_Exercise prompt_.
The lines to copy from the data below are those that hold the string "horizon".

_Data to process_.
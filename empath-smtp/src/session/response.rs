use core::bstr;

use empath_common::{context, status::Status, tracing};
use empath_tracing::traced;
use tokio::io::{AsyncRead, AsyncWrite};

use crate::{
    State,
    session::{Event, Response, Session},
    state,
};

impl<Stream: AsyncRead + AsyncWrite + Unpin + Send + Sync> Session<Stream> {
    /// Format and return the response to send to the client
    ///
    /// This is a pure formatter - all validation and work happens in `emit()`.
    /// Just formats the response based on state and what `emit()` set in the context.
    #[traced(instrument(level = tracing::Level::TRACE, skip_all, ret), timing(precision = "ns"))]
    pub(super) async fn response(&mut self, validate_context: &mut context::Context) -> Response {
        if self.context.sent {
            return (None, Event::ConnectionKeepAlive);
        }

        // Emit events, do validation and work first
        self.emit(validate_context).await;

        // If emit() set a response in the context, use it
        // Only close connection for Reject state, not all permanent errors
        if let Some((status, ref message)) = validate_context.response {
            // Record error metrics for 4xx and 5xx responses
            if empath_metrics::is_enabled()
                && (status.is_temporary() || status.is_permanent())
            {
                empath_metrics::metrics().smtp.record_error(status.into());
            }

            let event = if matches!(self.context.state, State::Reject(_)) && status.is_permanent() {
                Event::ConnectionClose
            } else {
                Event::ConnectionKeepAlive
            };

            return (Some(vec![format!("{status} {message}")]), event);
        }

        // Otherwise, provide default responses for states not handled by emit()
        self.default_response(validate_context)
    }

    /// Provide default responses for states not handled by `emit()`
    fn default_response(&mut self, validate_context: &context::Context) -> Response {
        match &self.context.state {
            State::Helo(_) => (
                Some(vec![format!(
                    "{} {} says hello to {}",
                    Status::Ok,
                    self.banner,
                    bstr::ByteStr::new(&self.context.message)
                )]),
                Event::ConnectionKeepAlive,
            ),
            State::StartTls(_) => self.starttls_response(),
            State::Data(_) => self.data_response(validate_context),
            State::AuthPlainContinuation(_) => (
                Some(vec![format!("{} ", Status::AuthContinue)]),
                Event::ConnectionKeepAlive,
            ),
            State::AuthLoginUsername(_) => (
                Some(vec![format!("{} VXNlcm5hbWU6", Status::AuthContinue)]),
                Event::ConnectionKeepAlive,
            ),
            State::AuthLoginPassword(_) => (
                Some(vec![format!("{} UGFzc3dvcmQ6", Status::AuthContinue)]),
                Event::ConnectionKeepAlive,
            ),
            State::Quit(_) => (
                Some(vec![format!("{} Bye", Status::GoodBye)]),
                Event::ConnectionClose,
            ),
            State::Invalid(_) => (
                Some(vec![format!(
                    "{} {}",
                    Status::InvalidCommandSequence,
                    self.context.state
                )]),
                Event::ConnectionClose,
            ),
            State::Reject(_) => {
                // Reject should have response set by emit(), but provide fallback
                (
                    Some(vec![format!("{} Unavailable", Status::Unavailable)]),
                    Event::ConnectionClose,
                )
            }
            // States handled by emit() (Connect, Ehlo, MailFrom, RcptTo, PostDot) should have set a response
            // States like Reading, Close, and others that don't need responses
            _ => (None, Event::ConnectionKeepAlive),
        }
    }

    /// Generate response for STARTTLS command
    fn starttls_response(&self) -> Response {
        if self.tls_context.is_some() {
            (
                Some(vec![format!("{} Ready to begin TLS", Status::ServiceReady)]),
                Event::ConnectionKeepAlive,
            )
        } else {
            (
                Some(vec![format!("{} TLS not available", Status::Error)]),
                Event::ConnectionClose,
            )
        }
    }

    /// Generate response for DATA command and transition to Reading state
    fn data_response(&mut self, validate_context: &context::Context) -> Response {
        self.context.state = State::Reading(state::Reading);

        // Pre-allocate message buffer based on SIZE parameter if declared
        if let Some(params) = validate_context.envelope.mail_params()
            && let Some(Some(size_str)) = params.get("SIZE")
            && let Ok(declared_size) = size_str.parse::<usize>()
        {
            // Reserve capacity to avoid reallocations during message receipt
            self.context.message.reserve(declared_size);
        }

        (
            Some(vec![format!(
                "{} End data with <CR><LF>.<CR><LF>",
                Status::StartMailInput
            )]),
            Event::ConnectionKeepAlive,
        )
    }
}
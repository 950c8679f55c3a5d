use std::{collections::HashMap, fmt::Debug, net::SocketAddr};

use serde::Deserialize;
use tokio::{net::TcpStream, sync::broadcast::Receiver};

use crate::{Signal, error::ProtocolError};

/// A running session accepted from a [`Protocol`] listener.
pub trait SessionHandler {
    fn run(
        self,
        shutdown: Receiver<Signal>,
    ) -> impl std::future::Future<Output = Result<(), crate::error::SessionError>> + Send;
}

/// A wire protocol a [`crate::controller::Controller`] can listen for.
///
/// Implementors own per-connection behaviour (`handle`) and whatever
/// per-listener configuration validation is needed before the first
/// connection is accepted (`validate`).
pub trait Protocol: Default + Send + Sync {
    type Session: SessionHandler + Send + Sync + 'static;
    /// Per-listener configuration. Shared runtime handles (spool, submission
    /// path, ...) are injected post-deserialization via `Controller::map_args`.
    type Args: Default + Clone + Debug + Send + Sync + for<'a> Deserialize<'a>;

    fn ty() -> &'static str;

    fn handle(
        &self,
        stream: TcpStream,
        address: SocketAddr,
        init_context: HashMap<String, String>,
        args: Self::Args,
    ) -> Self::Session;

    /// Validate (and, if needed, normalise) this listener's configuration
    /// before the controller binds any sockets.
    fn validate(&mut self, args: &mut Self::Args) -> Result<(), ProtocolError> {
        let _ = args;
        Ok(())
    }
}
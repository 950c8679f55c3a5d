//! Multi-axis sliding-window admission limiter for the submission path.
//!
//! Distinct from `empath_delivery::RateLimiter`, which paces *outbound*
//! delivery per recipient domain with a token bucket. This limiter instead
//! gates *admission* at submission time across several independent axes --
//! global, sender domain, sender mailbox, client IP, API key, and recipient
//! domain -- each with its own optional hourly/daily ceiling.
//!
//! Counters live entirely in memory: a sliding window of admission
//! timestamps per axis key, trimmed lazily on each check. History resets on
//! restart, which is an accepted tradeoff -- the window re-establishes
//! itself within 24h of traffic.

use std::time::{Duration, Instant};

use ahash::AHashMap;
use serde::{Deserialize, Serialize};

const HOUR: Duration = Duration::from_secs(60 * 60);
const DAY: Duration = Duration::from_secs(24 * 60 * 60);

/// One admission axis a submission is checked against.
#[derive(Debug, Clone, PartialEq, Eq, Hash)]
pub enum Axis {
    /// Applies to every submission, regardless of origin.
    Global,
    /// Keyed by the sender's domain.
    Domain(String),
    /// Keyed by the full sender mailbox.
    Sender(String),
    /// Keyed by the submitting client's IP address.
    Ip(String),
    /// Keyed by a SHA-256 hash of the HTTP API key used, if any.
    ApiKey(String),
    /// Keyed by a recipient's domain (checked once per distinct recipient domain).
    RecipientDomain(String),
}

impl Axis {
    fn label(&self) -> String {
        match self {
            Self::Global => "global".to_string(),
            Self::Domain(d) => format!("domain:{d}"),
            Self::Sender(s) => format!("sender:{s}"),
            Self::Ip(ip) => format!("ip:{ip}"),
            Self::ApiKey(k) => format!("apikey:{k}"),
            Self::RecipientDomain(d) => format!("rdomain:{d}"),
        }
    }
}

/// Configured ceiling for a single axis. `None` on either field means that
/// horizon is unlimited.
#[derive(Debug, Clone, Copy, Default, Serialize, Deserialize)]
pub struct AxisLimit {
    /// Maximum admissions in any trailing 60-minute window.
    #[serde(default)]
    pub per_hour: Option<u32>,
    /// Maximum admissions in any trailing 24-hour window.
    #[serde(default)]
    pub per_day: Option<u32>,
}

impl AxisLimit {
    /// An axis with no configured ceiling; every admission passes.
    #[must_use]
    pub const fn unlimited() -> Self {
        Self {
            per_hour: None,
            per_day: None,
        }
    }

    const fn is_unlimited(self) -> bool {
        self.per_hour.is_none() && self.per_day.is_none()
    }
}

/// Static configuration for the submission-time rate limiter.
#[derive(Debug, Clone, Default, Serialize, Deserialize)]
pub struct SubmissionRateLimitConfig {
    /// Ceiling applied to every submission regardless of origin.
    #[serde(default)]
    pub global: AxisLimit,
    /// Default ceiling applied per sender domain (`domain:<sender-domain>`).
    #[serde(default)]
    pub per_domain: AxisLimit,
    /// Default ceiling applied per sender mailbox (`sender:<mailbox>`).
    #[serde(default)]
    pub per_sender: AxisLimit,
    /// Default ceiling applied per client IP (`ip:<remote-ip>`).
    #[serde(default)]
    pub per_ip: AxisLimit,
    /// Default ceiling applied per API key (`apikey:<sha>`).
    #[serde(default)]
    pub per_apikey: AxisLimit,
    /// Default ceiling applied per recipient domain (`rdomain:<recipient-domain>`).
    #[serde(default)]
    pub per_recipient_domain: AxisLimit,
}

struct Window {
    /// Admission timestamps within the last 24h, oldest first.
    timestamps: Vec<Instant>,
}

impl Window {
    fn trim(&mut self, now: Instant) {
        self.timestamps.retain(|&t| now.duration_since(t) < DAY);
    }

    fn count_within(&self, now: Instant, horizon: Duration) -> u32 {
        self.timestamps
            .iter()
            .rev()
            .take_while(|&&t| now.duration_since(t) < horizon)
            .count() as u32
    }
}

/// Result of checking (and admitting) a submission across every applicable axis.
#[derive(Debug, Clone, Copy, PartialEq, Eq)]
pub struct Admitted;

/// An axis that exceeded its limit, along with how long to wait before retrying.
#[derive(Debug, Clone)]
pub struct Exceeded {
    /// Human-readable axis label, e.g. `"sender:a@example.com"`.
    pub axis: String,
    /// How long until the axis would admit another submission.
    pub retry_after: Duration,
}

/// Sliding-window, multi-axis submission admission limiter.
///
/// `check_and_admit` is the only entry point: it evaluates every axis
/// without mutating state, and only increments counters if every axis
/// passes. This matches the spec's admission protocol -- a rejected
/// submission must leave no trace in any axis's counters.
pub struct SubmissionRateLimiter {
    config: SubmissionRateLimitConfig,
    state: parking_lot::Mutex<AHashMap<String, Window>>,
}

impl SubmissionRateLimiter {
    /// Build a limiter from static configuration.
    #[must_use]
    pub fn new(config: SubmissionRateLimitConfig) -> Self {
        Self {
            config,
            state: parking_lot::Mutex::new(AHashMap::new()),
        }
    }

    fn limit_for(&self, axis: &Axis) -> AxisLimit {
        match axis {
            Axis::Global => self.config.global,
            Axis::Domain(_) => self.config.per_domain,
            Axis::Sender(_) => self.config.per_sender,
            Axis::Ip(_) => self.config.per_ip,
            Axis::ApiKey(_) => self.config.per_apikey,
            Axis::RecipientDomain(_) => self.config.per_recipient_domain,
        }
    }

    /// Check every axis in `axes` and, if all pass, atomically admit the
    /// submission by incrementing every axis's counter.
    ///
    /// On rejection, nothing is incremented. If multiple axes are exceeded
    /// simultaneously, the one with the longest `retry_after` is reported,
    /// per the tie-break rule in the spec.
    ///
    /// # Errors
    /// Returns [`Exceeded`] naming the axis with the longest wait.
    pub fn check_and_admit(&self, axes: &[Axis]) -> Result<Admitted, Exceeded> {
        let now = Instant::now();
        let mut state = self.state.lock();

        let mut worst: Option<Exceeded> = None;

        for axis in axes {
            let limit = self.limit_for(axis);
            if limit.is_unlimited() {
                continue;
            }

            let key = axis.label();
            let window = state.entry(key.clone()).or_insert_with(|| Window {
                timestamps: Vec::new(),
            });
            window.trim(now);

            if let Some(retry_after) = exceeds(window, now, limit) {
                let worse = worst
                    .as_ref()
                    .is_none_or(|w| retry_after > w.retry_after);
                if worse {
                    worst = Some(Exceeded {
                        axis: key,
                        retry_after,
                    });
                }
            }
        }

        if let Some(exceeded) = worst {
            tracing::debug!(axis = %exceeded.axis, retry_after = ?exceeded.retry_after, "submission rate limited");
            return Err(exceeded);
        }

        for axis in axes {
            let limit = self.limit_for(axis);
            if limit.is_unlimited() {
                continue;
            }
            state
                .entry(axis.label())
                .or_insert_with(|| Window {
                    timestamps: Vec::new(),
                })
                .timestamps
                .push(now);
        }

        Ok(Admitted)
    }
}

/// Returns the wait time until `window` would admit another submission
/// under `limit`, or `None` if it currently would.
fn exceeds(window: &Window, now: Instant, limit: AxisLimit) -> Option<Duration> {
    if let Some(per_hour) = limit.per_hour
        && window.count_within(now, HOUR) >= per_hour
    {
        return Some(retry_after_for(window, now, HOUR, per_hour));
    }

    if let Some(per_day) = limit.per_day
        && window.count_within(now, DAY) >= per_day
    {
        return Some(retry_after_for(window, now, DAY, per_day));
    }

    None
}

/// How long until the oldest admission inside `horizon` ages out, freeing a slot.
fn retry_after_for(window: &Window, now: Instant, horizon: Duration, limit: u32) -> Duration {
    let within: Vec<&Instant> = window
        .timestamps
        .iter()
        .rev()
        .take_while(|&&t| now.duration_since(t) < horizon)
        .collect();

    let Some(&&oldest_to_expire) = within.get(limit.saturating_sub(1) as usize).or(within.last())
    else {
        return Duration::ZERO;
    };

    horizon.saturating_sub(now.duration_since(oldest_to_expire))
}
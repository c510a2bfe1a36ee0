//! Solver-facing problem and backend abstractions.
//!
//! The least-squares minimizer is an external dependency; these traits
//! are the narrow interface calibration problems implement against it.

use blurcalib_core::Real;
use nalgebra::{DMatrix, DVector};
use serde::{Deserialize, Serialize};

/// Relative parameter step used for the central-difference Jacobian.
const FD_RELATIVE_STEP: Real = 1e-6;

/// Generic dense non-linear least-squares problem.
pub trait NllsProblem {
    /// Number of parameters in the optimization vector.
    fn num_params(&self) -> usize;
    /// Number of residual rows in the problem.
    fn num_residuals(&self) -> usize;
    /// Residual vector for the given parameters.
    fn residuals(&self, x: &DVector<Real>) -> DVector<Real>;

    /// Central-difference Jacobian.
    ///
    /// Override when an analytic form is available; the photometric
    /// residuals here have none.
    fn jacobian(&self, x: &DVector<Real>) -> DMatrix<Real> {
        let mut jac = DMatrix::zeros(self.num_residuals(), self.num_params());
        for col in 0..self.num_params() {
            let step = FD_RELATIVE_STEP * (1.0 + x[col].abs());
            let mut forward = x.clone();
            let mut backward = x.clone();
            forward[col] += step;
            backward[col] -= step;
            let r_forward = self.residuals(&forward);
            let r_backward = self.residuals(&backward);
            let inv = 1.0 / (2.0 * step);
            for row in 0..self.num_residuals() {
                jac[(row, col)] = (r_forward[row] - r_backward[row]) * inv;
            }
        }
        jac
    }
}

/// Solver configuration mapped onto the backend's stopping criteria.
#[derive(Debug, Clone, Copy, Serialize, Deserialize)]
pub struct SolveOptions {
    /// Iteration budget before the solver gives up.
    #[serde(default = "default_max_iters")]
    pub max_iters: usize,
    /// Relative tolerance on cost reduction.
    #[serde(default = "default_tol")]
    pub ftol: Real,
    /// Gradient orthogonality tolerance.
    #[serde(default = "default_tol")]
    pub gtol: Real,
    /// Relative tolerance on parameter updates.
    #[serde(default = "default_tol")]
    pub xtol: Real,
}

fn default_max_iters() -> usize {
    25
}

fn default_tol() -> Real {
    1e-12
}

impl Default for SolveOptions {
    fn default() -> Self {
        Self {
            max_iters: default_max_iters(),
            ftol: default_tol(),
            gtol: default_tol(),
            xtol: default_tol(),
        }
    }
}

/// How a solver run ended.
#[derive(Debug, Clone, Copy, PartialEq, Eq, Serialize, Deserialize)]
#[serde(rename_all = "snake_case")]
pub enum Termination {
    /// A stopping tolerance was met; the estimate is trustworthy.
    Converged,
    /// The iteration budget ran out before any tolerance was met.
    IterationLimit,
    /// The backend stopped without making progress.
    Diverged,
}

impl Termination {
    pub fn is_converged(self) -> bool {
        matches!(self, Termination::Converged)
    }
}

/// Outcome of one solver invocation.
#[derive(Debug, Clone, Serialize, Deserialize)]
pub struct SolveReport {
    /// Residual evaluations spent by the backend.
    pub iterations: usize,
    /// Final value of the objective, half the squared residual norm.
    pub final_cost: Real,
    pub termination: Termination,
}

/// Backend wrapper around an external dense least-squares minimizer.
pub trait NllsSolverBackend {
    fn solve<P: NllsProblem>(
        &self,
        problem: &P,
        x0: DVector<Real>,
        opts: &SolveOptions,
    ) -> (DVector<Real>, SolveReport);
}

#[cfg(test)]
mod tests {
    use super::*;

    struct Quadratic;

    impl NllsProblem for Quadratic {
        fn num_params(&self) -> usize {
            1
        }

        fn num_residuals(&self) -> usize {
            1
        }

        fn residuals(&self, x: &DVector<Real>) -> DVector<Real> {
            DVector::from_element(1, x[0] * x[0] - 4.0)
        }
    }

    #[test]
    fn central_difference_matches_the_analytic_derivative() {
        let problem = Quadratic;
        let x = DVector::from_element(1, 3.0);
        let jac = problem.jacobian(&x);
        // d/dx (x^2 - 4) = 2x = 6
        assert!((jac[(0, 0)] - 6.0).abs() < 1e-5);
    }

    #[test]
    fn solve_options_defaults_match_the_driver_policy() {
        let opts = SolveOptions::default();
        assert_eq!(opts.max_iters, 25);
        assert_eq!(opts.ftol, 1e-12);

        let de: SolveOptions = serde_json::from_str("{}").unwrap();
        assert_eq!(de.max_iters, opts.max_iters);
        assert_eq!(de.xtol, opts.xtol);
    }

    #[test]
    fn termination_serde_uses_snake_case() {
        let json = serde_json::to_string(&Termination::IterationLimit).unwrap();
        assert_eq!(json, "\"iteration_limit\"");
        assert!(!Termination::Diverged.is_converged());
        assert!(Termination::Converged.is_converged());
    }
}
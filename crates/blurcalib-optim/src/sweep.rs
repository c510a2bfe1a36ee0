//! Diagnostic cost-curve sweep over a κ grid.
//!
//! The sweep re-evaluates the converged functor store on a fixed grid so
//! the shape of the cost landscape (unimodality, noise floor) can be
//! inspected by eye. Nothing downstream consumes it.

use blurcalib_core::Real;
use rayon::prelude::*;
use serde::{Deserialize, Serialize};

use crate::factors::relative_blur::RelativeBlurFactor;

/// One `(κ, aggregate cost)` row of the diagnostic export.
#[derive(Debug, Clone, Copy, PartialEq, Serialize, Deserialize)]
pub struct CostSample {
    pub kappa: Real,
    pub cost: Real,
}

/// Inclusive-start, exclusive-end κ grid with a fixed step.
///
/// Samples are generated by integer stepping, so two sweeps over the
/// same range produce bit-identical grids.
#[derive(Debug, Clone, Copy, PartialEq, Serialize, Deserialize)]
pub struct SweepRange {
    pub start: Real,
    pub end: Real,
    pub step: Real,
}

impl Default for SweepRange {
    fn default() -> Self {
        Self {
            start: 0.001,
            end: 2.0,
            step: 0.02,
        }
    }
}

impl SweepRange {
    /// Grid values `start + i * step` strictly below `end`.
    pub fn samples(&self) -> Vec<Real> {
        debug_assert!(self.step > 0.0, "sweep step must be positive");
        if self.step <= 0.0 || self.end <= self.start {
            return Vec::new();
        }
        (0..)
            .map(|i| self.start + self.step * i as Real)
            .take_while(|kappa| *kappa < self.end)
            .collect()
    }
}

/// Re-evaluate every functor over the κ grid, summing per grid point.
///
/// Grid points are evaluated in parallel; each point sums its residuals
/// sequentially so the aggregate is reproducible.
pub fn sweep_cost_curve(factors: &[RelativeBlurFactor], range: &SweepRange) -> Vec<CostSample> {
    let grid = range.samples();
    grid.par_iter()
        .map(|&kappa| {
            let cost = factors.iter().map(|f| f.evaluate(kappa)).sum();
            CostSample { kappa, cost }
        })
        .collect()
}
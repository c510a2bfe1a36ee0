//! Relative-blur photometric residual.

use blurcalib_core::{gaussian_blur, Patch, Real};

/// Photometric cost functor for one comparable observation pair.
///
/// The patch with the larger |ρ| is the blur target (`reference`); the
/// sharper capture (`defocused`) is synthetically blurred toward it at
/// every trial κ. Evaluation is a pure function of the trial value and
/// the state bound at construction.
#[derive(Debug, Clone)]
pub struct RelativeBlurFactor {
    reference: Patch,
    defocused: Patch,
    rho_r: Real,
}

impl RelativeBlurFactor {
    pub fn new(reference: Patch, defocused: Patch, rho_r: Real) -> Self {
        debug_assert_eq!(reference.size(), defocused.size(), "patch sizes must match");
        debug_assert!(rho_r >= 0.0, "relative radius must be non-negative");
        Self {
            reference,
            defocused,
            rho_r,
        }
    }

    /// Relative defocus radius bound at construction.
    pub fn rho_r(&self) -> Real {
        self.rho_r
    }

    /// Mean absolute photometric difference at the trial κ.
    ///
    /// Both patches are normalized to [0, 1], the defocused patch is
    /// blurred with `sigma = kappa * rho_r` (identity for `sigma <= 0`),
    /// and the residual is the per-pixel L1 difference averaged over the
    /// patch.
    pub fn evaluate(&self, kappa: Real) -> Real {
        let reference = self.reference.normalized();
        let defocused = self.defocused.normalized();

        let sigma = kappa * self.rho_r;
        let synthesized = gaussian_blur(&defocused, sigma);

        reference.mean_abs_diff(&synthesized)
    }
}

#[cfg(test)]
mod tests {
    use super::*;
    use blurcalib_core::PatchSize;

    fn patch(size: usize, data: Vec<Real>) -> Patch {
        Patch::from_pixels(PatchSize::new(size).unwrap(), data).unwrap()
    }

    fn spike_patch(size: usize) -> Patch {
        let mut data = vec![20.0; size * size];
        data[(size * size) / 2] = 235.0;
        patch(size, data)
    }

    #[test]
    fn zero_kappa_compares_raw_normalized_patches() {
        let reference = patch(3, vec![255.0, 0.0, 0.0, 0.0, 0.0, 0.0, 0.0, 0.0, 0.0]);
        let defocused = patch(3, vec![0.0; 9]);
        let factor = RelativeBlurFactor::new(reference.clone(), defocused.clone(), 1.5);

        let expected = reference.normalized().mean_abs_diff(&defocused.normalized());
        assert_eq!(factor.evaluate(0.0), expected);
        assert!((factor.evaluate(0.0) - 1.0 / 9.0).abs() < 1e-12);
    }

    #[test]
    fn flat_field_has_zero_cost_for_any_kappa() {
        let flat = patch(9, vec![128.0; 81]);
        let factor = RelativeBlurFactor::new(flat.clone(), flat, 3.0_f64.sqrt());

        for kappa in [0.0, 0.3, 0.7, 1.4, 1.9] {
            assert!(
                factor.evaluate(kappa) < 1e-12,
                "flat field blurred is itself, cost {} at kappa {}",
                factor.evaluate(kappa),
                kappa
            );
        }
    }

    #[test]
    fn residual_vanishes_at_the_planted_kappa() {
        let sigma0 = 0.9;
        let rho_r = 1.8;
        let kappa_star = sigma0 / rho_r;

        let defocused = spike_patch(9);
        let reference = gaussian_blur(&defocused, sigma0);
        let factor = RelativeBlurFactor::new(reference, defocused, rho_r);

        assert!(
            factor.evaluate(kappa_star) < 1e-12,
            "cost at the planted kappa should vanish, got {}",
            factor.evaluate(kappa_star)
        );
    }

    #[test]
    fn cost_grows_away_from_the_planted_kappa() {
        let sigma0 = 0.9;
        let rho_r = 1.8;
        let kappa_star = sigma0 / rho_r;

        let defocused = spike_patch(9);
        let reference = gaussian_blur(&defocused, sigma0);
        let factor = RelativeBlurFactor::new(reference, defocused, rho_r);

        let at_star = factor.evaluate(kappa_star);
        assert!(factor.evaluate(kappa_star - 0.2) > at_star);
        assert!(factor.evaluate(kappa_star + 0.2) > at_star);
        assert!(factor.evaluate(kappa_star + 0.4) > factor.evaluate(kappa_star + 0.2));
    }

    #[test]
    fn evaluation_is_deterministic() {
        let defocused = spike_patch(7);
        let reference = gaussian_blur(&defocused, 0.6);
        let factor = RelativeBlurFactor::new(reference, defocused, 1.2);

        let first = factor.evaluate(0.77);
        let second = factor.evaluate(0.77);
        assert_eq!(first, second);
    }
}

_Output below_.
/// horizon is unlimited.
    fn count_within(&self, now: Instant, horizon: Duration) -> u32 {
            .take_while(|&&t| now.duration_since(t) < horizon)
/// How long until the oldest admission inside `horizon` ages out, freeing a slot.
fn retry_after_for(window: &Window, now: Instant, horizon: Duration, limit: u32) -> Duration {
        .take_while(|&&t| now.duration_since(t) < horizon)
    horizon.saturating_sub(now.duration_since(oldest_to_expire))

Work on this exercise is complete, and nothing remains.